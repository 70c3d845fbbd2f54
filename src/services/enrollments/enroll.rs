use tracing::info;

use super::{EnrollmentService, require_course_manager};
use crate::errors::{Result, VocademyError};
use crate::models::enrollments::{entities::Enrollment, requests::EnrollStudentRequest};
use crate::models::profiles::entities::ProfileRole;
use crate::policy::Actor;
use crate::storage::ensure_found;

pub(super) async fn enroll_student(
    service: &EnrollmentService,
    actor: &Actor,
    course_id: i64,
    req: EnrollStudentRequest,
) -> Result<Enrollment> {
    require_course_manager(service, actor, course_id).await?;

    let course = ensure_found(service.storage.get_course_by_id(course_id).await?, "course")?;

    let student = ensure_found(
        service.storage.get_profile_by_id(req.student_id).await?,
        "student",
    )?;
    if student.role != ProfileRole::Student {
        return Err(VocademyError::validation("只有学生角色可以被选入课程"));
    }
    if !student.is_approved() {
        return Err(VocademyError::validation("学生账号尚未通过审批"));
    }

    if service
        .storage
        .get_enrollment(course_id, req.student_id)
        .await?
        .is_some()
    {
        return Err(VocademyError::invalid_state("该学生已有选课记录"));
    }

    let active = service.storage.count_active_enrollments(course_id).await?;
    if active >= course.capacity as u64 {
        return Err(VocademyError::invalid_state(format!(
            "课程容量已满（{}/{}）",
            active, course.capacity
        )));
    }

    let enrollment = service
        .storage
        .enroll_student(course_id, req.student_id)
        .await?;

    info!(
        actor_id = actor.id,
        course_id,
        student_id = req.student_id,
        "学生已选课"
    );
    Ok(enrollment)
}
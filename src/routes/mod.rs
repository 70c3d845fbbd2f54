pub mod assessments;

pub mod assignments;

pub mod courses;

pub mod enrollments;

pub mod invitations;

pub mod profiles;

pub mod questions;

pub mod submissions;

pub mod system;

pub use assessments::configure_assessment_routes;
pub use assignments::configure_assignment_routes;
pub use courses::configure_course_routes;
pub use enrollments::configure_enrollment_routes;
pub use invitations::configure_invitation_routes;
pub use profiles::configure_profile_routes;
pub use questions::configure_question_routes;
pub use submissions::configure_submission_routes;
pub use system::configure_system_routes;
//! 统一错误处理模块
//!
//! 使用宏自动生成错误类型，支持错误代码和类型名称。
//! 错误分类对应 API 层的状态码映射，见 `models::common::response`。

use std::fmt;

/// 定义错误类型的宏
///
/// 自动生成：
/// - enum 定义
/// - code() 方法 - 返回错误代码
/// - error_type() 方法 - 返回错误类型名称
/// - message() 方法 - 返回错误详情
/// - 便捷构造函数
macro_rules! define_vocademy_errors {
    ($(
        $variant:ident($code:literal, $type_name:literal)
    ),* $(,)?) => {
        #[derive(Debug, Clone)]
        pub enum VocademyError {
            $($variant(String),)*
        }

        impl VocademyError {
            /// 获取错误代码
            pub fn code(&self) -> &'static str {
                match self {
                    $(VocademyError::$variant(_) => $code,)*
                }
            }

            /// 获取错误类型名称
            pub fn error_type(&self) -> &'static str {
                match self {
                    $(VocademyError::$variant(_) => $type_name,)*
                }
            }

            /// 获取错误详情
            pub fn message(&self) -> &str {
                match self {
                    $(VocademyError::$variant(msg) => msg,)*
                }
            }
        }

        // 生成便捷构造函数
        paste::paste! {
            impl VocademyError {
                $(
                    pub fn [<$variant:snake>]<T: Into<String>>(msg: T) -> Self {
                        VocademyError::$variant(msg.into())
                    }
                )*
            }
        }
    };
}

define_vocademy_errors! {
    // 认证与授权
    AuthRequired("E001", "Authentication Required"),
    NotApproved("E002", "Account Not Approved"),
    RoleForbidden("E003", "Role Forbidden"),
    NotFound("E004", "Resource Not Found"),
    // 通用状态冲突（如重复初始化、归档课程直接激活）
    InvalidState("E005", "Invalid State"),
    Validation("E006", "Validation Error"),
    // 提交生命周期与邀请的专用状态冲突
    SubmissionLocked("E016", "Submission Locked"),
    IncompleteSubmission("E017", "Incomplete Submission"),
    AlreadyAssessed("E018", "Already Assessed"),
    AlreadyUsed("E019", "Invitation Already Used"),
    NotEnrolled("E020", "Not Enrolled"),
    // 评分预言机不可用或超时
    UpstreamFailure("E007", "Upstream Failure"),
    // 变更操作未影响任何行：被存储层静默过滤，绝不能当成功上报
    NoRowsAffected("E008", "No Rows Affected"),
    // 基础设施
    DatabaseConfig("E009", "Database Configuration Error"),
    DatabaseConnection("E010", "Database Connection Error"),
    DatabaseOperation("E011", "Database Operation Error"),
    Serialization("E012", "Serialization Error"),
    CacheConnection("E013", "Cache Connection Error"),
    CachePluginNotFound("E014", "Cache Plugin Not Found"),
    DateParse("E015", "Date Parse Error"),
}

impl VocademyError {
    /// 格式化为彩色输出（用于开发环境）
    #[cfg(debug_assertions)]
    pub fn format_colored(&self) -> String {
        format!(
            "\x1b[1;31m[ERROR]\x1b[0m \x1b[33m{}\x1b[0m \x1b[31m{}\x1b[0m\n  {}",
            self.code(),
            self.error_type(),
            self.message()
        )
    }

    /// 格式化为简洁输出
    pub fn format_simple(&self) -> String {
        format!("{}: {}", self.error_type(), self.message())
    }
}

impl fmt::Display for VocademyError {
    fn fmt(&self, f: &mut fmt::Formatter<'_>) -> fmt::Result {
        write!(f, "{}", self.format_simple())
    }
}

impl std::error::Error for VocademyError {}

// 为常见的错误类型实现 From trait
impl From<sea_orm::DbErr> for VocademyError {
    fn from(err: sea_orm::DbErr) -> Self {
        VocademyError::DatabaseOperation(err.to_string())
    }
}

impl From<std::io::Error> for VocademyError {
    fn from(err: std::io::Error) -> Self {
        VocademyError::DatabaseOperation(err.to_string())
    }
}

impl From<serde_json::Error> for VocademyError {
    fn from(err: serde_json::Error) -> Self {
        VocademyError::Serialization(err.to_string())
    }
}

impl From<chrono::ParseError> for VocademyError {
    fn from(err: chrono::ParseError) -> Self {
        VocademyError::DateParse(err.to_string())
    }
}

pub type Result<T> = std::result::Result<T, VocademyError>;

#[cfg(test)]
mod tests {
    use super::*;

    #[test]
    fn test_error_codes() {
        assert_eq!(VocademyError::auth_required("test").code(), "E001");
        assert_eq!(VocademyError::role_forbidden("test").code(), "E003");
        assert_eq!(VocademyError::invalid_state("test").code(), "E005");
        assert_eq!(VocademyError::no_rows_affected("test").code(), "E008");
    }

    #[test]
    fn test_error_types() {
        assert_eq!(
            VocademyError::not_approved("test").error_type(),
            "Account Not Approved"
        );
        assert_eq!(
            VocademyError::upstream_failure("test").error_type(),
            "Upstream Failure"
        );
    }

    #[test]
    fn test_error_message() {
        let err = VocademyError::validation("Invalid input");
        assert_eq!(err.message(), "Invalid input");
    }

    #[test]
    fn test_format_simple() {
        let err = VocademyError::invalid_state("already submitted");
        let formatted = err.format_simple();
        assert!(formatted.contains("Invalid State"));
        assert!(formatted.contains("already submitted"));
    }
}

§

Scan the data above and copy each line containing the word "chrono".

impl From<chrono::ParseError> for VocademyError {
    fn from(err: chrono::ParseError) -> Self {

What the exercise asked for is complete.